**Exercise**
How many lines of the data contain "DataType"? Reply with the number alone.

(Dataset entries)
·····

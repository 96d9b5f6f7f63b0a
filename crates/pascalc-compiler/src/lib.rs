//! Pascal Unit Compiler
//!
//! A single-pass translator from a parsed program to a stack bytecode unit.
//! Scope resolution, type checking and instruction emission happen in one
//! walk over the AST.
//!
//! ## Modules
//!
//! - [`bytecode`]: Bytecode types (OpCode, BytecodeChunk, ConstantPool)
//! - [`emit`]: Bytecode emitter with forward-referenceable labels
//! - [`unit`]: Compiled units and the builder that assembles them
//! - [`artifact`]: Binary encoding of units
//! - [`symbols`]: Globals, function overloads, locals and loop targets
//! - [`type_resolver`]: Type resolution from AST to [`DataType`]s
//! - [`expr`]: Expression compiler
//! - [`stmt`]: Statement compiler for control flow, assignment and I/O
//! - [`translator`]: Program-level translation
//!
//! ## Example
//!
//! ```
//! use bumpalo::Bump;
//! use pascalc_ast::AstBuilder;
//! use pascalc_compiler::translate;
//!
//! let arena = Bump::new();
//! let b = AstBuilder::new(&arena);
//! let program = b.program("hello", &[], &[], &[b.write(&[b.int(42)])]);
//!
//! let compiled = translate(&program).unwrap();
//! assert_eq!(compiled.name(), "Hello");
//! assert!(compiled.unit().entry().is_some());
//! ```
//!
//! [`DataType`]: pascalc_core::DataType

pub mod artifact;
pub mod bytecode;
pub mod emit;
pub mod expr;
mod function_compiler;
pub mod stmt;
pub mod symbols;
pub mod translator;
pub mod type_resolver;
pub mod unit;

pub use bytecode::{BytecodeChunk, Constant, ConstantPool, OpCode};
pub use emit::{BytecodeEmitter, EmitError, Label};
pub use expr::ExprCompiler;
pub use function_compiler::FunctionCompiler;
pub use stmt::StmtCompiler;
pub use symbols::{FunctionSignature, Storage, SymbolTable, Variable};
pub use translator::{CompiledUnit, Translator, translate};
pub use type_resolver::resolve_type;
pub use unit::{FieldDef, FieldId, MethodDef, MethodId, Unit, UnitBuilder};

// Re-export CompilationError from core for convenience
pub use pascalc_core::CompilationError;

·····

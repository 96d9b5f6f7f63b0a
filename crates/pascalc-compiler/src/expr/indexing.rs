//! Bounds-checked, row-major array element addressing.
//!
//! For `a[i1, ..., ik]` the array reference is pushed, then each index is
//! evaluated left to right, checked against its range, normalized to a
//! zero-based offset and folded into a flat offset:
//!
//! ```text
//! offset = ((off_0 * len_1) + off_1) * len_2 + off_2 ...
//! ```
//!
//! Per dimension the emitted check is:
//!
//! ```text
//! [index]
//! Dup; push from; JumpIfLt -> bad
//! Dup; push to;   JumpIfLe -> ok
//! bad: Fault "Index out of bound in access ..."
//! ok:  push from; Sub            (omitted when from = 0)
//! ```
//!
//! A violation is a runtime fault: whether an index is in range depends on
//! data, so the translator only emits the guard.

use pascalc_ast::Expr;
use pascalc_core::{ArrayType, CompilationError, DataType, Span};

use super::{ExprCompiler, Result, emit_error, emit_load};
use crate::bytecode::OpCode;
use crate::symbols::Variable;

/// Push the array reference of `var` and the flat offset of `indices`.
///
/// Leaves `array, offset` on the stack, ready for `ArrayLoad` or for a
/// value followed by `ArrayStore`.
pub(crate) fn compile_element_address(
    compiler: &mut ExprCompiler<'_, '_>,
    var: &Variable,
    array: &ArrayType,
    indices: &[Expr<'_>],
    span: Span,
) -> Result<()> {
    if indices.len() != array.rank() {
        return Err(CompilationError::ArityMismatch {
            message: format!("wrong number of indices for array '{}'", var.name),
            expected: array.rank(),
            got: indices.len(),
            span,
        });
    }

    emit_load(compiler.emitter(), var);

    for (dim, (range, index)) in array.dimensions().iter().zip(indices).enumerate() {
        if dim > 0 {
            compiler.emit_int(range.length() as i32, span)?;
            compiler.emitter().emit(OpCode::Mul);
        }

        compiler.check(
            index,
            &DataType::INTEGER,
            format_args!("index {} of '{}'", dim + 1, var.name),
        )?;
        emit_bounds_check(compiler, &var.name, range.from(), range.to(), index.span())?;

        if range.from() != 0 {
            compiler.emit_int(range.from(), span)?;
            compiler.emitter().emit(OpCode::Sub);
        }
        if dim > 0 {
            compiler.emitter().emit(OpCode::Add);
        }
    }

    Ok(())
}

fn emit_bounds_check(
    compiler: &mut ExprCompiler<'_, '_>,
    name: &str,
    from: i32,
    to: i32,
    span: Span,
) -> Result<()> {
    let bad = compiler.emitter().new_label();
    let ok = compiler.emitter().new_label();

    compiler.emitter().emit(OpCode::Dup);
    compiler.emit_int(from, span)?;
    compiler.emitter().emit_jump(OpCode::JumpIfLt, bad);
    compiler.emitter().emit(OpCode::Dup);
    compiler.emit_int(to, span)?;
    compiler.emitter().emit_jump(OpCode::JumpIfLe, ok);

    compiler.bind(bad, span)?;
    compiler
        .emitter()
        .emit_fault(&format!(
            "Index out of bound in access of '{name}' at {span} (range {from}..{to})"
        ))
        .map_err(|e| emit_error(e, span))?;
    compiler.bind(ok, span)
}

·····

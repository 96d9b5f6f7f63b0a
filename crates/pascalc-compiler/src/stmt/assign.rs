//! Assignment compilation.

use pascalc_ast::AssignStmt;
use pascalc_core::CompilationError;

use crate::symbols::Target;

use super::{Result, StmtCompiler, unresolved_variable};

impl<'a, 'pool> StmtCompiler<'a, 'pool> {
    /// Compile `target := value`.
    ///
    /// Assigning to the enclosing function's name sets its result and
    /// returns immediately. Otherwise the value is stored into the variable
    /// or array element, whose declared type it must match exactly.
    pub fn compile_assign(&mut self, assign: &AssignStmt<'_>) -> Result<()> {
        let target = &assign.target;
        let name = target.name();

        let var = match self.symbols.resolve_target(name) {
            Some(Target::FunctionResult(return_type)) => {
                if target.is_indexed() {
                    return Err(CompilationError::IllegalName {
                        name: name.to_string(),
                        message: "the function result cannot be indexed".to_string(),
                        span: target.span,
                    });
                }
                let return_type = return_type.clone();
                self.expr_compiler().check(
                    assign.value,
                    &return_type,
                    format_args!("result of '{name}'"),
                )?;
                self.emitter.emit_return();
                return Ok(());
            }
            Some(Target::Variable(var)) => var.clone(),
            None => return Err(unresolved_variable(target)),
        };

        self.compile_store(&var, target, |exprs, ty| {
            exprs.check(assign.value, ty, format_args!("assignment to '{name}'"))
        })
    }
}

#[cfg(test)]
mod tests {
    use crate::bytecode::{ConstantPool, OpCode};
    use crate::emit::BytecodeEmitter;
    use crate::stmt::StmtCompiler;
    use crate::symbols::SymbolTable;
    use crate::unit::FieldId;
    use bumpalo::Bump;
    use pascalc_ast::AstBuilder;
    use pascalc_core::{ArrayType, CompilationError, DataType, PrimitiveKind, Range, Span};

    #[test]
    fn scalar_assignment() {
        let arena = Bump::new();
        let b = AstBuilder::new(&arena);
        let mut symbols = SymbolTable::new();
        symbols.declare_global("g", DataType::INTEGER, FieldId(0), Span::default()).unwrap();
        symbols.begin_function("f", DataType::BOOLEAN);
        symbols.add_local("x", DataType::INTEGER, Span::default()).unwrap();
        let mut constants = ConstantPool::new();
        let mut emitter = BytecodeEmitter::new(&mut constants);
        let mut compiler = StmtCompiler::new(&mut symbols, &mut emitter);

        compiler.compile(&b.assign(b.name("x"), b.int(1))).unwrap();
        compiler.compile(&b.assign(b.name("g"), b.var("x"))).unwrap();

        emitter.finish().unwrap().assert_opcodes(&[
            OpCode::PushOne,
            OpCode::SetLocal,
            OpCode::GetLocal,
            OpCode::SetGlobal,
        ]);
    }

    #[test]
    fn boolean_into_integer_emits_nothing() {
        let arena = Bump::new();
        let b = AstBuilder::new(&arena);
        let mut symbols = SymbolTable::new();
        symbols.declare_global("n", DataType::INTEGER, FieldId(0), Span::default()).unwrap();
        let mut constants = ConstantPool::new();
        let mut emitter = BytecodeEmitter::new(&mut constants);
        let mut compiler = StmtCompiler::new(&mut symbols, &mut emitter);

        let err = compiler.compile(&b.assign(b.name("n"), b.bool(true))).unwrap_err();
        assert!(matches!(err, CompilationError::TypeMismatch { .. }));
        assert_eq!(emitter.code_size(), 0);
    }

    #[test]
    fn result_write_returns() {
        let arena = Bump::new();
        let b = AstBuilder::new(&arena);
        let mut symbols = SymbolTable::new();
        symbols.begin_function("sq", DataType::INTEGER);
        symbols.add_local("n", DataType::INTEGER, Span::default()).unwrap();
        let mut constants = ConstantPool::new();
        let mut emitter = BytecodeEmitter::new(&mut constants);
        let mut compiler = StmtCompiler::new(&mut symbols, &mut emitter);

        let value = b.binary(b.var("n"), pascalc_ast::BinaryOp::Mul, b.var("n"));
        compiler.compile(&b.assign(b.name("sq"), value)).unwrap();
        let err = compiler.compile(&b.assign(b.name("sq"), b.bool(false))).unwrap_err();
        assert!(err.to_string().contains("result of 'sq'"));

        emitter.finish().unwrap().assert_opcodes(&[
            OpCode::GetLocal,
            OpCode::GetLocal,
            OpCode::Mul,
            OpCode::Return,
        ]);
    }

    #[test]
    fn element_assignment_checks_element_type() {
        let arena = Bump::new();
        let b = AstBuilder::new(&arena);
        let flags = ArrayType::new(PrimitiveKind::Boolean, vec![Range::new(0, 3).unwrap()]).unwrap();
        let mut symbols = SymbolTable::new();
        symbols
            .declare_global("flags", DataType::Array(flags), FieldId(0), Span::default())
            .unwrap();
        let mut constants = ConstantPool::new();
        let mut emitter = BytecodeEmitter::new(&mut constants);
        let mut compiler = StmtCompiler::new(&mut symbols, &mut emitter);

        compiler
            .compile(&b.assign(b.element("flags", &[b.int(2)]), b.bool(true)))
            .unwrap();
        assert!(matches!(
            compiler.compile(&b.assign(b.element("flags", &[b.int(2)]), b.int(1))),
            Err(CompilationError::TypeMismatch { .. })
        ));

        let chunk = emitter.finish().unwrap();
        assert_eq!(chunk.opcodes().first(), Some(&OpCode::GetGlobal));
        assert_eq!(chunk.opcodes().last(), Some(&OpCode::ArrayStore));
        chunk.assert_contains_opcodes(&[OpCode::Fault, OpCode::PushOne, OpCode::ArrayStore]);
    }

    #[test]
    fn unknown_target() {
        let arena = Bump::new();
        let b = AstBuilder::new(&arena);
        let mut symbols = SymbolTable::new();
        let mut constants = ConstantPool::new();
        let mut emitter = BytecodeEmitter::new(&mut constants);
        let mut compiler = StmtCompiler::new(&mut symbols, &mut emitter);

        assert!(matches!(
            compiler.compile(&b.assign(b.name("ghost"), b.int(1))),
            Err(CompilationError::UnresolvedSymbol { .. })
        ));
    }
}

·····

**Your response**
12